Handling 4-Acetylmorpholine rarely creates severe risks with proper protocols, but repeated skin or eye contact triggers moderate irritation in sensitive users, which shows the need for long sleeves and face protection. As a raw material, it doesn’t create strong toxic metabolites or environmental breakdown products, but as with most nitrogen-organic compounds, long-term aquatic exposure or improper disposal could impact local water quality. Facilities investing in best-practice storage—cool, well-ventilated, and sealed against moisture—avoid most of the usual worries. Fire risk stays low under normal storage, though in manufacturing settings where high temperature or strong oxidizers play a role, fire suppression plans should use foam or dry chemical rather than water streams. Hazard communication aligns with GHS standards, detailing specific exposure limits and recommended first aid for splashes or accidental inhalation.

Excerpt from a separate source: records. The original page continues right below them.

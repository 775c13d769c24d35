//! Terminal lifecycle management.
//!
//! The TUI draws to stderr so stdout stays free for shell redirection; log
//! output goes to a file, never to either stream.

use std::io::{stderr, BufWriter, Stderr};
use std::panic;
use std::sync::{atomic::AtomicBool, Arc};

use crossterm::event::{DisableMouseCapture, EnableMouseCapture};
use crossterm::execute;
use crossterm::terminal::{
    disable_raw_mode, enable_raw_mode, EnterAlternateScreen, LeaveAlternateScreen,
};
use ratatui::backend::CrosstermBackend;
use ratatui::Terminal;
use signal_hook::consts::SIGTERM;
use signal_hook::flag::register;

/// CrosstermBackend over a buffered stderr writer.
pub type Tui = Terminal<CrosstermBackend<BufWriter<Stderr>>>;

/// Enables raw mode, enters the alternate screen and turns on mouse capture.
/// Call [`restore_tui`] on every exit path.
///
/// # Errors
///
/// Returns `Err` if `enable_raw_mode`, `execute!`, or `Terminal::new` fails.
pub fn init_tui() -> std::io::Result<Tui> {
    let mut out = BufWriter::new(stderr());
    enable_raw_mode()?;
    execute!(out, EnterAlternateScreen, EnableMouseCapture)?;
    Terminal::new(CrosstermBackend::new(out))
}

/// Restores the terminal to its pre-TUI state. Idempotent; ratatui does not
/// restore on `Drop`.
///
/// # Errors
///
/// Returns `Err` if `disable_raw_mode` or `execute!` fails.
pub fn restore_tui() -> std::io::Result<()> {
    disable_raw_mode()?;
    execute!(stderr(), LeaveAlternateScreen, DisableMouseCapture)?;
    Ok(())
}

/// Chains a panic hook that restores the terminal before the previous hook
/// prints. Must run before [`init_tui`].
pub fn install_panic_hook() {
    let original_hook = panic::take_hook();
    panic::set_hook(Box::new(move |panic_info| {
        let _ = restore_tui();
        original_hook(panic_info);
    }));
}

/// Returns a flag that flips to `true` once the process receives SIGTERM.
/// The main loop polls it after every event.
///
/// # Errors
///
/// Returns `Err` if the OS refuses to register the handler.
pub fn register_sigterm() -> std::io::Result<Arc<AtomicBool>> {
    let term = Arc::new(AtomicBool::new(false));
    register(SIGTERM, Arc::clone(&term))?;
    Ok(term)
}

Upstream supply often starts from morpholine synthesis, which pulls from diethylene glycol or ethylene oxide with ammonia, then continues with acetylation. Dependence on either feedstock can carry ripple effects from global energy markets or hazardous substance rules. The route determines product consistency, so buyers check batch-to-batch purity, color, and moisture limits. Transportation stays within standard chemical logistics, but customs declarations attach both the HS code and details on intended industrial use, tightening local controls in sensitive regions or high-security applications. As regulations tighten globally around nitrogenous emissions and organic solvent waste, companies redesign routes or invest into cleaner production methods, both improving worker safety and limiting community impact. From experience, working closely with supply partners and testing lots in-house before full manufacturing runs limits cost overruns and ensures consistency in finished products.
Chemists and quality managers select 4-Acetylmorpholine because it introduces the right balance of reactivity and stability in most synthesis routes. Its use in pharmaceutical synthesis focuses on high-yield reactions and predictable product purity. In the polymer industry, the compound serves as a stabilizer or crosslinking agent, lending both chemical flexibility and resistance to environmental degradation. For those designing specialty surfactants or process chemicals, 4-Acetylmorpholine helps craft a product that works across broad pH and temperature ranges, ensuring reliability in cleaning agents, lubricant additives, or even specific water treatment solutions. Safety managers check both the storage density per liter and maximum allowed shelf life, which in practice means the compound sits in dedicated racks far from oxidizers or food-grade chemicals. Waste handling follows national or regional hazardous chemical rules, typically routing byproducts to specialist incineration or neutralization facilities, reducing impact on sewage treatment plants and preventing long-term accumulation in soil or groundwater. New users benefit from direct technical engagement—from raw material selection through to downstream compatibility testing—to avoid surprises in batch production or customer applications.